A slowdown in consumer PC sales worldwide took a toll on sales of Microsoft’s flagship Windows software in the second fiscal quarter, the company said Thursday.
But increased sales of business software products, such as SharePoint, Exchange, Lync and Dynamics CRM, fueled the company’s overall growth in the quarter.
“Despite a challenging PC market, we delivered solid financial results,” said CFO Peter Klein in a conference call with financial analysts. “We saw strong demand for our business products and services, and had a record holiday season.”
For the fiscal 2012 second quarter ended Dec. 31 Microsoft reported sales of $20.89 billion, up 5 percent from $19.95 billion in the second quarter of fiscal 2011. Net income for the quarter was $6.62 billion, virtually flat with the $6.63 billion reported for the same period one year earlier.
The sales from one year ago were inflated by $224 million in deferred revenue related to the Office 2010 technology guarantee program, according to Microsoft.
Microsoft’s Windows and Windows Live Division posted revenue of $4.74 billion, a 6 percent drop from $5.06 billion in the same quarter one year ago. That decline came despite Microsoft’s selling more than 525 million Windows 7 licenses since the launch of that edition of Microsoft’s flagship product in October 2009.
Microsoft is scheduled to release a beta of Windows 8, the next generation of the PC operating system, late next month.
“The PC market was challenged this quarter with particular softness in the consumer segment,” Klein said. The decrease in Windows sales reflected an overall decline in the PC market of between 2 and 4 percent, according to Microsoft, with sales of consumer PCs dropping 6 percent. Microsoft estimated that sales of PCs to businesses grew 2 percent year-over-year.
Microsoft blamed the slowdown in PC sales on macroeconomic uncertainty, flooding in Thailand that reduced supplies of disk drives, and “competing form factors” – the latter a reference to growing sales of tablet computers such as Apple’s popular iPad that are eroding sales of traditional desktop PCs and laptop computers.
While Microsoft reported weaker demand in the PC market Thursday, Intel reported record annual revenue thanks to strong PC chip sales.
Microsoft expects the disk drive shortage to continue for at least the next quarter, Klein said.
The Microsoft Business Division reported second quarter sales of $6.28 billion, a 3 percent gain from $6.11 billion in sales in the same period one year earlier. That gain would have been 7 percent, excluding the Office 2010 deferred revenue in the earlier quarter. Microsoft said nearly 200 million licenses of Office 2010 have been sold in the 18 months since its launch.
The division also got a boost from the 10 percent increase in sales of SharePoint and Exchange software, and a 30 percent increase in revenue from Lync and Dynamics CRM.

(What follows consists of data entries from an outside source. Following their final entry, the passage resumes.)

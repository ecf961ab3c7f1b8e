use axum::{
    http::StatusCode,
    response::{IntoResponse, Response},
    Json,
};
use serde::Serialize;
use thiserror::Error;
use utoipa::ToSchema;

/// Error kinds surfaced by the services. Handlers never catch and suppress
/// these; they propagate to the transport boundary where `IntoResponse`
/// performs the status mapping.
#[derive(Debug, Error)]
pub enum ApiError {
    #[error("{0}")]
    BadRequest(String),
    #[error("{0}")]
    Unauthorized(String),
    #[error("{0}")]
    Forbidden(String),
    #[error("{0}")]
    NotFound(String),
    #[error("{0}")]
    Conflict(String),
    #[error("storage error")]
    Storage(#[from] sea_orm::DbErr),
}

impl ApiError {
    pub fn status(&self) -> StatusCode {
        match self {
            ApiError::BadRequest(_) => StatusCode::BAD_REQUEST,
            ApiError::Unauthorized(_) => StatusCode::UNAUTHORIZED,
            ApiError::Forbidden(_) => StatusCode::FORBIDDEN,
            ApiError::NotFound(_) => StatusCode::NOT_FOUND,
            ApiError::Conflict(_) => StatusCode::CONFLICT,
            ApiError::Storage(_) => StatusCode::INTERNAL_SERVER_ERROR,
        }
    }
}

#[derive(Serialize, ToSchema)]
pub struct ErrorResponse {
    pub status: u16,
    pub message: String,
}

impl IntoResponse for ApiError {
    fn into_response(self) -> Response {
        let status = self.status();
        // Storage faults keep their detail in the logs, never in the body.
        let message = match &self {
            ApiError::Storage(err) => {
                tracing::error!(error = %err, "storage fault");
                "internal error".to_string()
            }
            other => other.to_string(),
        };

        (
            status,
            Json(ErrorResponse {
                status: status.as_u16(),
                message,
            }),
        )
            .into_response()
    }
}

Microsoft’s Server & Tools business recorded $4.77 billion in sales in the second quarter, up 11 percent from $4.29 billion one year earlier. The results reflected double-digit revenue growth in sales of Windows Server and SQL Server premium editions and more than 20 percent growth in sales of System Center.
“The Server and Tools business delivered another strong quarter as we continue to execute on our strategy of cloud-optimizing every business,” Klein said. That growth should continue with the recently introduced System Center 2012 and upcoming Windows Server 8 and SQL Server 2012 releases, he said.
The Online Services Division reported revenue of $784 million, up 10 percent from $713 million in the year-earlier period. Microsoft said its Bing search engine was gaining market share, including traffic generated through an advertising alliance with Yahoo.
The strongest growth in the quarter came from the Entertainment & Devices Division, which reported sales of $4.24 billion, up 15 percent from $3.70 billion one year earlier. “Xbox 360 had a record holiday season as we continue to differentiate home entertainment,” Klein said. The Xbox 360 installed base now totals 66 million consoles and 18 million Kinect sensors, according to Microsoft. Xbox Live now has 40 million members, up 33 percent from one year ago.
“The overall business environment remains strong for us,” Klein said.